I don’t do kids. I know I was one myself once. Technically, that is. But my mom had always said I had an “old soul.” I’d preferred sitting with my grandmother and talking with her friends rather than playing Barbies with the pig-tail crowd. I’d choose a day strolling through antique shops over roller blading every time. My thirteenth birthday party had been to see An English Patient. All my friends snuck over to watch 101 Dalmatians showing in the next theater over.
So if I don’t do kids, why was I chaperoning twenty-six hot, tired, and grumpy fourth graders at the San Diego Zoo? Because my sister’s interview with a new software development firm had been postponed from yesterday to today, and she’d begged me to fill in for her with her daughter Jocelyn’s class. It had seemed like a perfect excuse to delay my root canal. “Miss Nichols, Brandon pinched me,” Kara whined for the seventy-ninth time.
I should have stuck with the root canal.
“I’m hungry,” Annarosa whimpered. “When do we get to eat?”
“I don’t know. Ask Mr. Hannigan.”
But Mr. Hannigan was busy. On his hands and knees, he was tying Jocelyn’s shoe while serving as a resting place for three weary students and explaining the difference between African and Asian elephants. “Asian elephants have smaller ears. An easy way to remember is that when an elephant waves his ears back and forth, it cools his blood and acts like air conditioning for his body. It’s hotter in Africa, so they need bigger ears.” I’d been watching him all day and had concluded he was a saint. He had the patience of Job. And the looks of Paul Newman. Well, a forty-years-younger Paul Newman.

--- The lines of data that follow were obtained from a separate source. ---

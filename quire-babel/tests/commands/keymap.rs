//! Key handling on documents that came in through the importers

use crate::common::tab;
use quire_babel::commands::code_block::TAB_INDENT;
use quire_babel::formats::markdown::parser::parse_from_markdown;
use quire_babel::schema::validate;
use quire_babel::{EditorState, Key, Keymap, Node, NodeType, Outcome, TextSelection};

fn press(state: &EditorState, key: Key) -> Option<EditorState> {
    match Keymap::with_defaults().handle(state, key) {
        Outcome::Apply(transaction) => Some(state.apply(&transaction).unwrap()),
        Outcome::Decline => None,
    }
}

#[test]
fn test_default_keymap_order() {
    assert_eq!(
        Keymap::with_defaults().names(),
        vec![
            "containerMerge(callout)",
            "containerMerge(tab)",
            "containerMerge(tabs)",
            "codeIndent"
        ]
    );
}

#[test]
fn test_backspace_pulls_paragraph_into_imported_callout() {
    let doc = parse_from_markdown(":::info\nFirst\n:::\n\nSecond\n").unwrap();
    // callout(0) paragraph(1) "First"(2..7); "Second" starts at 10
    let state = EditorState::new(doc, TextSelection::cursor(10));

    let next = press(&state, Key::Backspace).expect("merge applies");
    assert!(validate(&next.doc).is_ok());
    assert_eq!(next.doc.content.len(), 1);
    assert_eq!(next.doc.content[0].node_type, NodeType::Callout);
    assert_eq!(next.doc.content[0].text_content(), "FirstSecond");
    assert_eq!(next.selection, TextSelection::cursor(13));
}

#[test]
fn test_backspace_joins_paragraph_into_last_tab() {
    let tabs = Node::new(NodeType::Tabs).with_content(vec![tab("One", "a"), tab("Two", "b")]);
    let doc = Node::doc(vec![tabs, Node::paragraph("after")]);
    let start = doc.content[0].node_size() + 1;
    let state = EditorState::new(doc, TextSelection::cursor(start));

    let next = press(&state, Key::Backspace).expect("merge applies");
    let tabs = &next.doc.content[0];
    assert_eq!(next.doc.content.len(), 1);
    assert_eq!(tabs.content.len(), 2);
    assert_eq!(tabs.content[1].content.len(), 2);
    assert_eq!(tabs.content[1].content[1].text_content(), "after");
}

#[test]
fn test_backspace_mid_paragraph_is_left_to_the_editor() {
    let doc = parse_from_markdown(":::info\nFirst\n:::\n\nSecond\n").unwrap();
    let state = EditorState::new(doc, TextSelection::cursor(12));
    assert!(press(&state, Key::Backspace).is_none());
}

#[test]
fn test_tab_indents_imported_code() {
    let doc = parse_from_markdown("```rust\nlet x = 1;\n```\n").unwrap();
    let state = EditorState::new(doc, TextSelection::cursor(1));

    let next = press(&state, Key::Tab).expect("indent applies");
    let code = &next.doc.content[0];
    assert!(code.text_content().starts_with(&format!("{TAB_INDENT}let x")));
    assert_eq!(code.attr_str("language"), Some("rust"));
    assert_eq!(next.selection, TextSelection::cursor(1 + TAB_INDENT.chars().count()));
}

#[test]
fn test_unbound_keys_decline() {
    let doc = parse_from_markdown("Hello\n").unwrap();
    let state = EditorState::new(doc, TextSelection::cursor(1));
    for key in [Key::Enter, Key::Delete, Key::Tab] {
        assert!(press(&state, key).is_none(), "{key} should decline");
    }
}
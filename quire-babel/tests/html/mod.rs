mod parse;
mod render;
mod round_trip;
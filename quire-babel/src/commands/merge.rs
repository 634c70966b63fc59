//! Backspace at the start of a block that follows a container
//!
//! With the cursor at the very start of a top-level block that directly
//! follows a container (callout, tab, tabs), Backspace pulls the block's
//! content into the end of the container instead of leaving an empty line
//! behind it. An empty block is simply removed. When the container ends in
//! something other than a textblock (a tab, a list) the content is wrapped to
//! fit there.

use super::{EditorState, Key, KeyCommand, Outcome, Transaction};
use crate::model::Node;
use crate::schema::content::fit;
use crate::schema::NodeType;

#[derive(Debug, Clone)]
pub struct ContainerMerge {
    container: NodeType,
    name: String,
}

impl ContainerMerge {
    pub fn new(container: NodeType) -> Self {
        ContainerMerge {
            container,
            name: format!("containerMerge({})", container.name()),
        }
    }

    pub fn container(&self) -> NodeType {
        self.container
    }

    fn decline(&self, reason: &str) -> Outcome {
        tracing::debug!(container = %self.container.name(), reason, "merge declined");
        Outcome::Decline
    }
}

impl KeyCommand for ContainerMerge {
    fn name(&self) -> &str {
        &self.name
    }

    fn run(&self, state: &EditorState, key: Key) -> Outcome {
        if key != Key::Backspace {
            return Outcome::Decline;
        }
        if !state.selection.is_empty() {
            return self.decline("selection is not empty");
        }
        let doc = &state.doc;
        let Some(cursor) = doc.resolve(state.selection.head) else {
            return self.decline("cursor outside the document");
        };
        if cursor.parent_offset != 0 {
            return self.decline("cursor is not at the start of its block");
        }

        let depth = cursor.depth();
        let Some(before) = cursor.before(depth) else {
            return self.decline("cursor is not inside a block");
        };
        let previous = match before.checked_sub(1) {
            Some(previous) if previous >= 1 => previous,
            _ => return self.decline("nothing before the block"),
        };
        let Some(previous_pos) = doc.resolve(previous) else {
            return self.decline("previous position does not resolve");
        };
        let previous_node = previous_pos.parent();

        if depth != 1 {
            return self.decline("block is nested");
        }
        let block = cursor.node(depth);
        if block.node_type == self.container || previous_node.node_type != self.container {
            return Outcome::Decline;
        }

        // `previous - 1` is the end of the container's last child
        let target = previous - 1;
        let Some(target_pos) = doc.resolve(target) else {
            return self.decline("container end does not resolve");
        };
        let content = fit_into(target_pos.parent().node_type, block.content.clone());

        let mut transaction = Transaction::new()
            .delete(before, before + block.node_size())
            .select_near(target);
        if !content.is_empty() {
            transaction = transaction.insert(target, content);
        }
        state.check(&self.name, transaction)
    }
}

/// The block's children reshaped for the node they land in. Inline content
/// goes straight into a textblock; anywhere else it is wrapped the way the
/// receiving node's content rule asks for (a paragraph in a tab, a list item
/// in a list).
fn fit_into(parent: NodeType, content: Vec<Node>) -> Vec<Node> {
    if content.is_empty() || parent.is_textblock() {
        content
    } else {
        fit(parent, content)
    }
}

“Who wants to go into the reptile house?” Mr. Hannigan asked. It was unanimous among the boys. The girls split fifty-fifty. “If you’d rather go with Miss Nichols to watch the meerkats, I hear Shakespeare will be there.”
Six students defected from the reptile line to my meerkat line. Mr. Hannigan was going to pay for this.
“Who’s Shakespeare?” I asked as he pointed on the map to me where we needed to go.
“Don’t tell me you don’t watch Meerkat Manor on Animal Planet”
“Never heard of it.”
“It’s the Big Brother of the animal world.”
Mr. Hannigan smiled at me and I didn’t hear any more. If I weren’t careful, I could fall for a guy like him. Except he loved kids and I didn’t. That was a deal breaker in any forever-and-ever-amen relationship.
* * *
At two o’clock we headed for the school bus, taking the long way through Bear Canyon so the see them one more time. I lagged behind, captivated by the two grizzly cubs playing an innate game of tackle-me tag. “Cute, huh?”
I turned and found Mr. Hannigan’s face just inches from mine. Cute didn’t do him justice. “Oh, you mean the bears,” I said, then giggled like the school girls I’d been hanging around with all day. “Yeah, can I take them home with me?”
“They’d be fun for a while, until they grew to thousand pounds and decided they wanted to eat you for dinner.”
I giggled again. “I guess I’ll settle for a cuddly koala bear.”
“You weren’t paying attention today, were you?”
Busted. During our stop at the Koala Encounter I’d been watching the way his dark hair curled against the collar of his golf shirt, which led me to study the way his shoulders stretched against the confines of the knit fabric, which led to thoughts of being wrapped in those strong, tan arms.
“Koala’s aren’t bears, they’re marsupials. Maybe I should make you stay after school and write that on the blackboard a hundred times?” His voice and smile were teasing. My heart went all gooey, like a fresh-from-the-oven chocolate-chip cookie.
“In all seriousness, thanks for your help today. You’re a natural. Are you a teacher?”
“No way. It’s a calling, and I have an unlisted number.”
He smiled again. My insides gooeyed, again. “What do you do?” he asked.
“Would you believe rocket scientist?”
“No.”
“Why not?”
“You’re too pretty to be a scientist.”
First giggling, now blushing. What would I do next, swoon?
“You have the aura of an artist,” he said with a smile that reached up to his sea-green eyes.
“But the brain of a rocket scientist. Really.”
Most men run screaming for the hills when they hear what I do for a living. Not Mr. Hannigan. Without missing a beat, he booked me for career day in April.
Once all twenty-six kids were seated on the bus, he slipped into the seat next to me. School buses were made for little people. When two adults--especially one of Mr. Hannigan’s impressive size--squeezed in together, their arms and legs couldn’t help but touch. Cozily. Intimately.
“Can I buy you a drink when we get back? It’s the least I can do since you didn’t strangle Nicky when he dropped a worm on your head. I’ve had chaperones bail on me for less than that.”